Find the line containing "use escrow_ledger::events::EscrowEvent;" in the records below. Copy exactly that line and each one after it, ending at the line containing "async fn four_party_sale_completes()", and nothing more.

◆ ◆ ◆ ◆

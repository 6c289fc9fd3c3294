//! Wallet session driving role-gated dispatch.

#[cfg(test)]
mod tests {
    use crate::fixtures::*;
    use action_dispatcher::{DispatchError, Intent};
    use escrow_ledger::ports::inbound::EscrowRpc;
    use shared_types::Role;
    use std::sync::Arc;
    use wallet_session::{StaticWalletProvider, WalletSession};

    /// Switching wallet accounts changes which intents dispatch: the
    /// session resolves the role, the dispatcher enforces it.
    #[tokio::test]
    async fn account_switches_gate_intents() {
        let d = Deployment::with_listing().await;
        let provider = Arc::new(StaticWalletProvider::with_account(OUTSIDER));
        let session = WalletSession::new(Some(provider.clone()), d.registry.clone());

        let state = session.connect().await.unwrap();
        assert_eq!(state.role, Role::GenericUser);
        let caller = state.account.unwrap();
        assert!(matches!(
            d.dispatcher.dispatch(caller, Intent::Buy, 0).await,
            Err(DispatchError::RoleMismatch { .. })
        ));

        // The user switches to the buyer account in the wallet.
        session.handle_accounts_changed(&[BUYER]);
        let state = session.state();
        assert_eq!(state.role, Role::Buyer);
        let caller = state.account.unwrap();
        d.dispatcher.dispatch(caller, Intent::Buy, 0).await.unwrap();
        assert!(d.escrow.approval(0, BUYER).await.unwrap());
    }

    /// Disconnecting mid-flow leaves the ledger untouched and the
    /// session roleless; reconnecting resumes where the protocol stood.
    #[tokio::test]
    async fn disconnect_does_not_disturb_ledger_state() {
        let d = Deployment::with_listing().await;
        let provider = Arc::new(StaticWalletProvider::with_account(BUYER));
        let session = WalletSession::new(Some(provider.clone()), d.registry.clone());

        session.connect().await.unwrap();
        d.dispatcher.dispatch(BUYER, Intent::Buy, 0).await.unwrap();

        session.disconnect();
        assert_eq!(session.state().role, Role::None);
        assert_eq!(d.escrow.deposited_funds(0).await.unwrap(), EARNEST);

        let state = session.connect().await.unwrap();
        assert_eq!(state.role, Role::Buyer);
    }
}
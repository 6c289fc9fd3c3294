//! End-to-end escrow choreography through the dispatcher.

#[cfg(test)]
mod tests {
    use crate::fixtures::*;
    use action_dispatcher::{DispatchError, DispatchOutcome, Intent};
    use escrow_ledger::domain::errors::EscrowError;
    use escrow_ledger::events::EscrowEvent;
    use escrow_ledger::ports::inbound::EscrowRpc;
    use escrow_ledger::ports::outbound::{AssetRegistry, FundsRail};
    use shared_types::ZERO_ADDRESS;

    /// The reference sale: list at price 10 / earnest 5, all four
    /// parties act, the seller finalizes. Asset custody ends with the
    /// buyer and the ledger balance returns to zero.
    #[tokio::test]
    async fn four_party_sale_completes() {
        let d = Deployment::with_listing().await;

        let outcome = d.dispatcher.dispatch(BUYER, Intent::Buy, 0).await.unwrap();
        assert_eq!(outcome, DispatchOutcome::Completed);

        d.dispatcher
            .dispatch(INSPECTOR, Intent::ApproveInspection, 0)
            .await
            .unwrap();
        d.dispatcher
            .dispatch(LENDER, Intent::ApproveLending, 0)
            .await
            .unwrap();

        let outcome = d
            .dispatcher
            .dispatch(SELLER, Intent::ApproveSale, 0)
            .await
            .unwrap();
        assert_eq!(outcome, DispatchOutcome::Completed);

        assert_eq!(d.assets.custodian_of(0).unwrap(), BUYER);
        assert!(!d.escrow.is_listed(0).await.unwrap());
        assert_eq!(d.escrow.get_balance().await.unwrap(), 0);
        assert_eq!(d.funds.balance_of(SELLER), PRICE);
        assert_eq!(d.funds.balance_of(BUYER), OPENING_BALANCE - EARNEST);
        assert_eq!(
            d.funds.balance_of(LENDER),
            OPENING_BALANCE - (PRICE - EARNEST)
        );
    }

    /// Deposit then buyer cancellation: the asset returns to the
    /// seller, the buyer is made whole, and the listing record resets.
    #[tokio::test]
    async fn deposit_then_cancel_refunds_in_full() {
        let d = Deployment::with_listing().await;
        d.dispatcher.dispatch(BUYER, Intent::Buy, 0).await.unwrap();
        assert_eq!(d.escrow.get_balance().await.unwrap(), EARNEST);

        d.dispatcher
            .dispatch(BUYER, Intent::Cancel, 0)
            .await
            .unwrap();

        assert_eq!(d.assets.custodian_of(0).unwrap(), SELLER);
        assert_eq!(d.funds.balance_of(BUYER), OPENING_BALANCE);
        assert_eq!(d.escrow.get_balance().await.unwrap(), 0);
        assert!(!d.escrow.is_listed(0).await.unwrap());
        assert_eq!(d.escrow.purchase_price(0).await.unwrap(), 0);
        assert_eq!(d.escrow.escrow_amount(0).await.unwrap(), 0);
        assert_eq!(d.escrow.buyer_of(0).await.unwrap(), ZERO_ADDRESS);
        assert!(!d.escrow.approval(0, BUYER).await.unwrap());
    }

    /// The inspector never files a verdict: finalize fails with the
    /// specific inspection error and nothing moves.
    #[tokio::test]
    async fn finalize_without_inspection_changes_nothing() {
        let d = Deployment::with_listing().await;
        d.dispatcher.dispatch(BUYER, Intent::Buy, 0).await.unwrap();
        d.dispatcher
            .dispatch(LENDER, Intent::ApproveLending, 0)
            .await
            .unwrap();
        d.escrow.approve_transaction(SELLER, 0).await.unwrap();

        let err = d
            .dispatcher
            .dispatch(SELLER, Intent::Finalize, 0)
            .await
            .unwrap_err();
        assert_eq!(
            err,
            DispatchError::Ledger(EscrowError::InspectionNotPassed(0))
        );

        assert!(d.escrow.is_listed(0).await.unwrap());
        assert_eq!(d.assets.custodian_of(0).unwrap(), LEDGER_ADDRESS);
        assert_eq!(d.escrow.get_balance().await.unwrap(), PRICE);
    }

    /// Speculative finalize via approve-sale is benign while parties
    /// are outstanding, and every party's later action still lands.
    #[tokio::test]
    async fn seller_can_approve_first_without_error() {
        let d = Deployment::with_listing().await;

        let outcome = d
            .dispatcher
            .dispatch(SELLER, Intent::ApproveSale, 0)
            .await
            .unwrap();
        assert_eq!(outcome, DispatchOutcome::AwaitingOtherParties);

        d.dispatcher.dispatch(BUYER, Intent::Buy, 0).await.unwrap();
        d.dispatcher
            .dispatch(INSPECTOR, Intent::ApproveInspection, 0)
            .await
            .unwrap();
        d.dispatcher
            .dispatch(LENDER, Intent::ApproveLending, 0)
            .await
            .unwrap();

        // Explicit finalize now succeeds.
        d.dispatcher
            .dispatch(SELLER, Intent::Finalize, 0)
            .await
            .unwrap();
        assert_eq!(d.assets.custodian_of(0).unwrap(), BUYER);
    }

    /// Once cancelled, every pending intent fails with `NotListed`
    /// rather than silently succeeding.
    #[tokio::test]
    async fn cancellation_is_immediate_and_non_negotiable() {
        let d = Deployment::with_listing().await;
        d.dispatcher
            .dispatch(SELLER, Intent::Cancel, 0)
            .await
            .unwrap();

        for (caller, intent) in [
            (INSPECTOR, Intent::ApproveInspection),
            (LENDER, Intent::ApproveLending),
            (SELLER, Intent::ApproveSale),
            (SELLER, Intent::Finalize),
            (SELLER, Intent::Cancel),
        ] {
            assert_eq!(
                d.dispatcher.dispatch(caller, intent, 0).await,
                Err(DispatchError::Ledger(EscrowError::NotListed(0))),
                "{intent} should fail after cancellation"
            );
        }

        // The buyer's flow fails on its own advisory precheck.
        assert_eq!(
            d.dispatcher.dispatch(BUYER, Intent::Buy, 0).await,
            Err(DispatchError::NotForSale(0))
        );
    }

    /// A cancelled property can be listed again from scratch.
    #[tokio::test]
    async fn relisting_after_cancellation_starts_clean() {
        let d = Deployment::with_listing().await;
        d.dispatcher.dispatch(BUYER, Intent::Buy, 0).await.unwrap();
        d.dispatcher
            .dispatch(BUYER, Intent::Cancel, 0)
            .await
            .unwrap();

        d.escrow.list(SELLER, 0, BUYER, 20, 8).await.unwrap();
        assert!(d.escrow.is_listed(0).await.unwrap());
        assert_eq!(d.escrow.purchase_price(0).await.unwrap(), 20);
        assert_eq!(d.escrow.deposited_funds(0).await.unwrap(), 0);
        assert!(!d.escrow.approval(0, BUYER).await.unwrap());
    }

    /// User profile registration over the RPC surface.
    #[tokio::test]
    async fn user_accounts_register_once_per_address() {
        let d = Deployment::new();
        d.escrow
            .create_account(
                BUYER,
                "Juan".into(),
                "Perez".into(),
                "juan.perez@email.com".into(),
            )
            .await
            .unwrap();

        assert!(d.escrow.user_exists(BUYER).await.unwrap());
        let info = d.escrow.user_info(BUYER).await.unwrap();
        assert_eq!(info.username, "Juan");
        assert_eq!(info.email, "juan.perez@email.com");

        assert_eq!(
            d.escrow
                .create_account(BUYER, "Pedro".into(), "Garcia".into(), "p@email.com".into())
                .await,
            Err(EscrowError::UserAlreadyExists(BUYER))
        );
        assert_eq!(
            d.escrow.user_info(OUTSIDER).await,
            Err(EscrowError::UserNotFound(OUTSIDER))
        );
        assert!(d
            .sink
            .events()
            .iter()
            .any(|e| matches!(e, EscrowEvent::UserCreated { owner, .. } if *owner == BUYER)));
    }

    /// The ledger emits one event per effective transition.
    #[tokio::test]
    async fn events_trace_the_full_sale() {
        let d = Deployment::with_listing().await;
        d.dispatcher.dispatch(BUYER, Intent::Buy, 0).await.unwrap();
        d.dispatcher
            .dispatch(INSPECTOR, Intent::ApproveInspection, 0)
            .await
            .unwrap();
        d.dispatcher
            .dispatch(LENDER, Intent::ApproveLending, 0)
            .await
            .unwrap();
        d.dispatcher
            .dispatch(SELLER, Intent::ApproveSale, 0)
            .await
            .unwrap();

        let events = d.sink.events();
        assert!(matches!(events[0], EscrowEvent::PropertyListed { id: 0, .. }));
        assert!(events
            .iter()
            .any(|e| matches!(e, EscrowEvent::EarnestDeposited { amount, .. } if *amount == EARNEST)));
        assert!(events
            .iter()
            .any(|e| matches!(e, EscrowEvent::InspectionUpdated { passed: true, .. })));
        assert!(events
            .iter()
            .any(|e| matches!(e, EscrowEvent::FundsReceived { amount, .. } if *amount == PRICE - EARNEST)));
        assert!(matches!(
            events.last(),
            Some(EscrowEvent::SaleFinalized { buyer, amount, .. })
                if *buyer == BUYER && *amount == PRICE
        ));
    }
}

◆ ◆ ◆ ◆

— Response box —
    use escrow_ledger::events::EscrowEvent;
    use escrow_ledger::ports::inbound::EscrowRpc;
    use escrow_ledger::ports::outbound::{AssetRegistry, FundsRail};
    use shared_types::ZERO_ADDRESS;

    /// The reference sale: list at price 10 / earnest 5, all four
    /// parties act, the seller finalizes. Asset custody ends with the
    /// buyer and the ledger balance returns to zero.
    #[tokio::test]
    async fn four_party_sale_completes() {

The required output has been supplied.